(Saved entries)
——

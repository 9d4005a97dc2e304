//! Interactive surface: single-page UI plus a JSON API over the same pipeline.

use std::net::SocketAddr;
use std::path::Path;
use std::sync::Arc;

use anyhow::Context;
use axum::body::Bytes;
use axum::extract::{DefaultBodyLimit, Multipart, State};
use axum::http::StatusCode;
use axum::response::{Html, IntoResponse, Response};
use axum::routing::{get, post};
use axum::{Json, Router};
use chrono::{DateTime, Utc};
use matspec_ai::{CompletionProvider, RetryPolicy, SectionOptions};
use matspec_core::{ImageInput, MaterialRecord, Settings, SpecificationSection};
use matspec_store::{StoreError, encode_image, is_supported_image};
use serde::Serialize;
use serde_json::json;
use thiserror::Error;
use tower_http::trace::TraceLayer;
use tracing::{info, warn};

use crate::display;
use crate::pipeline::{EMPTY_BRIEF, NoProgress, PipelineError, PipelineOptions, run_pipeline};

/// Largest accepted request body.
const MAX_UPLOAD_BYTES: usize = 100 * 1024 * 1024;

#[derive(Clone)]
pub struct AppState {
    pub provider: Arc<dyn CompletionProvider>,
    pub settings: Arc<Settings>,
    pub policy: RetryPolicy,
    pub started: DateTime<Utc>,
}

impl AppState {
    pub fn new(provider: Arc<dyn CompletionProvider>, settings: Settings) -> Self {
        Self {
            policy: RetryPolicy::from(&settings.retry),
            provider,
            settings: Arc::new(settings),
            started: Utc::now(),
        }
    }
}

pub fn router(state: AppState) -> Router {
    Router::new()
        .route("/", get(index))
        .route("/health", get(health))
        .route("/api/specifications", post(create_specification))
        .layer(DefaultBodyLimit::max(MAX_UPLOAD_BYTES))
        .layer(TraceLayer::new_for_http())
        .with_state(state)
}

/// Bind `addr` and serve until Ctrl-C.
pub async fn run_server(addr: SocketAddr, state: AppState) -> anyhow::Result<()> {
    let listener = tokio::net::TcpListener::bind(addr)
        .await
        .with_context(|| format!("binding {addr}"))?;
    info!(%addr, "listening");
    display::ok(&format!("Open http://{addr}/ in your browser (Ctrl-C to stop)"));
    axum::serve(listener, router(state))
        .with_graceful_shutdown(shutdown_signal())
        .await
        .context("server error")?;
    info!("server stopped");
    Ok(())
}

async fn shutdown_signal() {
    if let Err(e) = tokio::signal::ctrl_c().await {
        warn!(error = %e, "failed to listen for Ctrl-C");
        std::future::pending::<()>().await;
    }
}

// ── Errors ──

#[derive(Debug, Error)]
pub enum ApiError {
    #[error("{0}")]
    BadRequest(String),
    #[error("{0}")]
    NoValidImages(String),
    #[error("{0}")]
    AuthFailed(String),
    #[error("{0}")]
    UpstreamFailed(String),
}

impl IntoResponse for ApiError {
    fn into_response(self) -> Response {
        let (status, code, message) = match self {
            ApiError::BadRequest(msg) => (StatusCode::BAD_REQUEST, "BAD_REQUEST", msg),
            ApiError::NoValidImages(msg) => {
                (StatusCode::UNPROCESSABLE_ENTITY, "NO_VALID_IMAGES", msg)
            }
            ApiError::AuthFailed(msg) => (StatusCode::BAD_GATEWAY, "AUTH_FAILED", msg),
            ApiError::UpstreamFailed(msg) => (StatusCode::BAD_GATEWAY, "UPSTREAM_FAILED", msg),
        };
        warn!(code, message = %message, "request failed");
        let body = Json(json!({
            "error": {
                "code": code,
                "message": message,
            }
        }));
        (status, body).into_response()
    }
}

impl From<PipelineError> for ApiError {
    fn from(e: PipelineError) -> Self {
        match &e {
            PipelineError::NoImages => ApiError::NoValidImages(
                "No valid images to analyse. Upload one or more PNG or JPEG files.".into(),
            ),
            PipelineError::Auth(f) => ApiError::AuthFailed(format!(
                "The API refused the credential ({}). Check ANTHROPIC_API_KEY and restart the server.",
                f.message
            )),
            PipelineError::NothingAnalyzed { failures }
            | PipelineError::NothingGenerated { failures } => {
                let detail = failures
                    .first()
                    .map(|f| f.failure.explain())
                    .unwrap_or_default();
                ApiError::UpstreamFailed(format!("{e}. {detail}").trim_end().to_string())
            }
        }
    }
}

// ── Handlers ──

async fn index() -> Html<&'static str> {
    Html(include_str!("ui.html"))
}

#[derive(Debug, Serialize)]
pub struct HealthResponse {
    pub status: String,
    pub module: String,
    pub version: String,
    pub uptime_seconds: u64,
}

async fn health(State(state): State<AppState>) -> Json<HealthResponse> {
    let uptime = Utc::now().signed_duration_since(state.started);
    Json(HealthResponse {
        status: "ok".to_string(),
        module: "matspec".to_string(),
        version: env!("CARGO_PKG_VERSION").to_string(),
        uptime_seconds: uptime.num_seconds().max(0) as u64,
    })
}

#[derive(Debug, Serialize)]
pub struct ImageStatus {
    pub name: String,
    /// `analyzed` or `failed`.
    pub status: &'static str,
    pub materials: Vec<MaterialRecord>,
    #[serde(skip_serializing_if = "Option::is_none")]
    pub error: Option<String>,
}

#[derive(Debug, Serialize)]
pub struct SkippedUpload {
    pub name: String,
    pub reason: String,
}

#[derive(Debug, Serialize)]
pub struct SpecificationResponse {
    pub file_name: String,
    pub markdown: String,
    pub images_total: usize,
    pub generated: usize,
    pub failed: usize,
    pub images: Vec<ImageStatus>,
    pub sections: Vec<SpecificationSection>,
    pub skipped: Vec<SkippedUpload>,
}

/// Parsed multipart form.
#[derive(Default)]
struct Upload {
    images: Vec<matspec_core::ImageInput>,
    skipped: Vec<SkippedUpload>,
    brief_text: String,
    brief_file: String,
    options: SectionOptions,
    consolidated: bool,
}

impl Upload {
    /// Brief file wins over typed text; both empty gives the placeholder.
    fn brief(&self) -> &str {
        [self.brief_file.trim(), self.brief_text.trim()]
            .into_iter()
            .find(|b| !b.is_empty())
            .unwrap_or(EMPTY_BRIEF)
    }
}

async fn create_specification(
    State(state): State<AppState>,
    multipart: Multipart,
) -> Result<Json<SpecificationResponse>, ApiError> {
    let upload = read_upload(multipart, state.settings.pipeline.max_image_edge).await?;
    info!(
        images = upload.images.len(),
        skipped = upload.skipped.len(),
        consolidated = upload.consolidated,
        "specification request"
    );

    if upload.images.is_empty() {
        if upload.skipped.is_empty() {
            return Err(ApiError::BadRequest(
                "No images uploaded. Select one or more PNG or JPEG files and try again.".into(),
            ));
        }
        let names: Vec<&str> = upload.skipped.iter().map(|s| s.name.as_str()).collect();
        return Err(ApiError::NoValidImages(format!(
            "None of the uploaded files is a valid PNG or JPEG image ({}). Upload readable images and try again.",
            names.join(", ")
        )));
    }

    let options = PipelineOptions::from_settings(&state.settings, upload.options, upload.consolidated);
    let report = run_pipeline(
        state.provider.as_ref(),
        &upload.images,
        upload.brief(),
        &options,
        &state.policy,
        &NoProgress,
    )
    .await?;

    let images = report
        .analyses
        .iter()
        .map(|a| ImageStatus {
            name: a.image.clone(),
            status: if a.is_analyzed() { "analyzed" } else { "failed" },
            materials: a.materials().to_vec(),
            error: a.failure().map(|f| f.explain()),
        })
        .collect();

    let document = report.document;
    Ok(Json(SpecificationResponse {
        file_name: document.file_name(),
        markdown: document.render(),
        images_total: document.images_total,
        generated: document.generated_count(),
        failed: document.failed_count(),
        images,
        sections: document.sections,
        skipped: upload.skipped,
    }))
}

async fn read_upload(mut multipart: Multipart, max_edge: u32) -> Result<Upload, ApiError> {
    let mut upload = Upload::default();
    let mut names: Vec<String> = Vec::new();

    while let Some(field) = multipart.next_field().await.map_err(bad_form)? {
        let field_name = field.name().unwrap_or_default().to_string();
        match field_name.as_str() {
            "images" => {
                let original = field
                    .file_name()
                    .map(str::to_string)
                    .filter(|n| !n.is_empty())
                    .unwrap_or_else(|| format!("image-{}", names.len() + 1));
                let bytes = field.bytes().await.map_err(bad_form)?;
                let name = unique_name(&original, &names);
                names.push(name.clone());

                if !is_supported_image(Path::new(&name)) {
                    upload.skipped.push(SkippedUpload {
                        name,
                        reason: "not a .png, .jpg or .jpeg file".into(),
                    });
                    continue;
                }
                match encode_upload(name.clone(), bytes, max_edge).await {
                    Ok(image) => upload.images.push(image),
                    Err(reason) => {
                        warn!(name = %name, reason = %reason, "skipping upload");
                        upload.skipped.push(SkippedUpload { name, reason });
                    }
                }
            }
            "brief_text" => upload.brief_text = field.text().await.map_err(bad_form)?,
            "brief_file" => {
                let bytes = field.bytes().await.map_err(bad_form)?;
                upload.brief_file = String::from_utf8_lossy(&bytes).into_owned();
            }
            "sustainability" => {
                upload.options.sustainability = checked(&field.text().await.map_err(bad_form)?)
            }
            "alternatives" => {
                upload.options.alternatives = checked(&field.text().await.map_err(bad_form)?)
            }
            "consolidated" => upload.consolidated = checked(&field.text().await.map_err(bad_form)?),
            other => warn!(field = other, "ignoring unknown form field"),
        }
    }
    Ok(upload)
}

/// Decode and re-encode one upload on the blocking pool.
///
/// The error is the reason shown to the user for skipping the file.
async fn encode_upload(name: String, bytes: Bytes, max_edge: u32) -> Result<ImageInput, String> {
    let task = tokio::task::spawn_blocking(move || encode_image(&name, &bytes, max_edge));
    match task.await {
        Ok(Ok(image)) => Ok(image),
        Ok(Err(StoreError::Image { message, .. })) => Err(message),
        Ok(Err(other)) => Err(other.to_string()),
        Err(e) => Err(format!("image decoding stopped unexpectedly ({e})")),
    }
}

fn bad_form(e: axum::extract::multipart::MultipartError) -> ApiError {
    ApiError::BadRequest(format!(
        "Could not read the upload ({e}). Reload the page and submit the form again."
    ))
}

fn checked(value: &str) -> bool {
    matches!(
        value.trim().to_ascii_lowercase().as_str(),
        "on" | "true" | "1" | "yes"
    )
}

/// `name`, or `stem_2.ext`, `stem_3.ext`, ... when already taken.
fn unique_name(name: &str, taken: &[String]) -> String {
    if !taken.iter().any(|t| t == name) {
        return name.to_string();
    }
    let (stem, ext) = match name.rsplit_once('.') {
        Some((stem, ext)) if !stem.is_empty() => (stem, format!(".{ext}")),
        _ => (name, String::new()),
    };
    (2..)
        .map(|n| format!("{stem}_{n}{ext}"))
        .find(|candidate| !taken.contains(candidate))
        .unwrap_or_else(|| name.to_string())
}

——

Task prompt: Could you write out exactly the lines above, starting at the first one and ending with the line that has "pub struct AppState"?

Written answer:
repository 9d4005a97dc2e304
//! Interactive surface: single-page UI plus a JSON API over the same pipeline.

use std::net::SocketAddr;
use std::path::Path;
use std::sync::Arc;

use anyhow::Context;
use axum::body::Bytes;
use axum::extract::{DefaultBodyLimit, Multipart, State};
use axum::http::StatusCode;
use axum::response::{Html, IntoResponse, Response};
use axum::routing::{get, post};
use axum::{Json, Router};
use chrono::{DateTime, Utc};
use matspec_ai::{CompletionProvider, RetryPolicy, SectionOptions};
use matspec_core::{ImageInput, MaterialRecord, Settings, SpecificationSection};
use matspec_store::{StoreError, encode_image, is_supported_image};
use serde::Serialize;
use serde_json::json;
use thiserror::Error;
use tower_http::trace::TraceLayer;
use tracing::{info, warn};

use crate::display;
use crate::pipeline::{EMPTY_BRIEF, NoProgress, PipelineError, PipelineOptions, run_pipeline};

/// Largest accepted request body.
const MAX_UPLOAD_BYTES: usize = 100 * 1024 * 1024;

#[derive(Clone)]
pub struct AppState {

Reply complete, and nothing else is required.